Exercise> Every record must be repeated precisely as it stands.

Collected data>
┌──

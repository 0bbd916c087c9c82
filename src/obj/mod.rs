// Object file construction and processing
//
//  Copyright (C) 2024 wixrs contributors.
//
//  This file is part of wixrs.
//
//  This program is free software: you can redistribute it and/or modify
//  it under the terms of the GNU General Public License as published by
//  the Free Software Foundation, either version 3 of the License, or
//  (at your option) any later version.
//
//  This program is distributed in the hope that it will be useful,
//  but WITHOUT ANY WARRANTY; without even the implied warranty of
//  MERCHANTABILITY or FITNESS FOR A PARTICULAR PURPOSE.  See the
//  GNU General Public License for more details.
//
//  You should have received a copy of the GNU General Public License
//  along with this program.  If not, see <http://www.gnu.org/licenses/>.

//! Object file construction and processing.
//!
//! An _object file_ holds a persisted [`Intermediate`](crate::ir::Intermediate)
//!   so that it can be exchanged between invocations of the toolset.
//! The same format is used for compiler output (`.wixobj`),
//!   libraries (`.wixlib`),
//!   and linked or resolved output (`.wixout`);
//!     they are distinguished by the level recorded in the file.

pub mod wixobj;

└──

Problem solution>
repository 0bbd916c087c9c82
filename src/obj/mod.rs
// Object file construction and processing
//
//  Copyright (C) 2024 wixrs contributors.
//
//  This file is part of wixrs.
//
//  This program is free software: you can redistribute it and/or modify
//  it under the terms of the GNU General Public License as published by
//  the Free Software Foundation, either version 3 of the License, or
//  (at your option) any later version.
//
//  This program is distributed in the hope that it will be useful,
//  but WITHOUT ANY WARRANTY; without even the implied warranty of
//  MERCHANTABILITY or FITNESS FOR A PARTICULAR PURPOSE.  See the
//  GNU General Public License for more details.
//
//  You should have received a copy of the GNU General Public License
//  along with this program.  If not, see <http://www.gnu.org/licenses/>.

//! Object file construction and processing.
//!
//! An _object file_ holds a persisted [`Intermediate`](crate::ir::Intermediate)
//!   so that it can be exchanged between invocations of the toolset.
//! The same format is used for compiler output (`.wixobj`),
//!   libraries (`.wixlib`),
//!   and linked or resolved output (`.wixout`);
//!     they are distinguished by the level recorded in the file.

pub mod wixobj;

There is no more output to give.